I personally feel that a referendum will be the only ultimate solution to the problem. I know there are many people who have no stomach for it. We need only look back to 1983 and understand why they feel like that. Let us put our heads together and do what we can and hopefully add something, to resolving the issue that has been before us now for so long and ensure that never again will we witness this spectacle of a 14-year-old, or indeed any other woman being hauled before the courts in Ireland to answer for her personal decision in relation to a matter as difficult as this.

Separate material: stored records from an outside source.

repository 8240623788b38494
//! Shared helpers

pub mod testing;
//! Integration tests for Settings config loading.
//!
//! Environment variables are supplied as an explicit map so tests never
//! depend on (or mutate) the process environment.

use std::collections::HashMap;
use std::fs;

use tempfile::TempDir;

use pigeon::application::ApplicationError;
use pigeon::config::Settings;
use pigeon::domain::FeatureKind;
use pigeon::infrastructure::http::VISION_API_URL;

fn no_env() -> Option<HashMap<String, String>> {
    Some(HashMap::new())
}

#[test]
fn given_config_file_when_load_then_values_override_defaults() {
    // Arrange
    let dir = TempDir::new().unwrap();
    let path = dir.path().join("pigeon.toml");
    fs::write(
        &path,
        r#"
api_key = "file-key"
default_feature = "label"
max_results = 25
"#,
    )
    .unwrap();

    // Act
    let settings = Settings::load_with_env(Some(&path), no_env()).expect("load settings");

    // Assert
    assert_eq!(settings.api_key.as_deref(), Some("file-key"));
    assert_eq!(settings.default_feature, FeatureKind::Label);
    assert_eq!(settings.max_results, Some(25));
    assert_eq!(settings.endpoint, VISION_API_URL, "unset keys keep defaults");
}

#[test]
fn given_config_file_and_env_when_load_then_env_wins() {
    let dir = TempDir::new().unwrap();
    let path = dir.path().join("pigeon.toml");
    fs::write(&path, "api_key = \"file-key\"\ndefault_feature = \"TEXT_DETECTION\"\n").unwrap();

    let env: HashMap<String, String> = [
        ("PIGEON_API_KEY".to_string(), "env-key".to_string()),
        ("UNRELATED_API_KEY".to_string(), "ignored".to_string()),
    ]
    .into_iter()
    .collect();

    let settings = Settings::load_with_env(Some(&path), Some(env)).expect("load settings");

    assert_eq!(settings.api_key.as_deref(), Some("env-key"));
    assert_eq!(settings.default_feature, FeatureKind::Text);
}

#[test]
fn given_missing_explicit_config_file_when_load_then_config_error() {
    let dir = TempDir::new().unwrap();
    let path = dir.path().join("does-not-exist.toml");

    let err = Settings::load_with_env(Some(&path), no_env()).unwrap_err();

    assert!(matches!(err, ApplicationError::Config { .. }));
    assert!(err.to_string().contains("does-not-exist.toml"));
}

#[test]
fn given_unknown_key_in_config_file_when_load_then_config_error() {
    let dir = TempDir::new().unwrap();
    let path = dir.path().join("pigeon.toml");
    fs::write(&path, "api_kye = \"typo\"\n").unwrap();

    let err = Settings::load_with_env(Some(&path), no_env()).unwrap_err();

    assert!(matches!(err, ApplicationError::Config { .. }));
}

#[test]
fn given_unknown_default_feature_in_file_when_load_then_config_error() {
    let dir = TempDir::new().unwrap();
    let path = dir.path().join("pigeon.toml");
    fs::write(&path, "default_feature = \"web\"\n").unwrap();

    let err = Settings::load_with_env(Some(&path), no_env()).unwrap_err();

    assert!(err.to_string().contains("unknown feature: web"));
}
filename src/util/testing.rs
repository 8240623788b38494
use std::sync::Once;
use tracing::{debug, info};
use tracing_subscriber::{
    fmt::{self, format::FmtSpan},
    prelude::*,
    EnvFilter,
};

static TEST_SETUP: Once = Once::new();

/// Install a global trace subscriber once per test binary.
///
/// Honors `RUST_LOG`; defaults to `debug`.
pub fn init_test_setup() {
    TEST_SETUP.call_once(|| {
        setup_test_logging();
        info!("Test Setup complete");
    });
}

fn setup_test_logging() {
    let env_filter = EnvFilter::try_from_default_env().unwrap_or_else(|_| EnvFilter::new("debug"));

    let subscriber = tracing_subscriber::registry().with(
        fmt::layer()
            .with_test_writer()
            .with_target(true)
            .with_thread_names(false)
            .with_span_events(FmtSpan::CLOSE)
            .with_filter(env_filter),
    );

    // Only set if we haven't already set a global subscriber
    if tracing::dispatcher::has_been_set() {
        debug!("Tracing subscriber already set");
    } else {
        subscriber.try_init().unwrap_or_else(|e| {
            eprintln!("Error: Failed to set up logging: {}", e);
        });
    }
}

#[cfg(test)]
mod tests {
    use super::*;

    #[test]
    fn test_init_test_setup() {
        init_test_setup();
        init_test_setup();
    }
}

I wish to formally second the amendment.

That Senator has already spoken.

He cannot formally second it.

In that case, I formally second it.

When I put my name to this motion — although my name did not actually appear on the Order Paper so I could have had the best of both worlds — I did so because I support this motion and also because I assumed that the Supreme Court would by today have issued the reasons for its judgment.

I have a lot of support and sympathy for the view put forward here both by Government and the main Opposition party. For the record I do not believe that it is kicking to touch on their part. I accept their sincerity in this matter. Unless we make the generous gestures of accepting the sincerity of others in this matter we are not going to get very far towards an all-party consensus, which is important not only on this matter but on other difficult decisions being made in amending the Constitution. I speak, for example, of a possible divorce amendment, not to speak of constitutional change in the Northern context. Whatever past we have all had and whatever we could draw up about people's stupidity in accepting unnecessary amendments and so on, we are now into a new chapter and I think we should behave accordingly.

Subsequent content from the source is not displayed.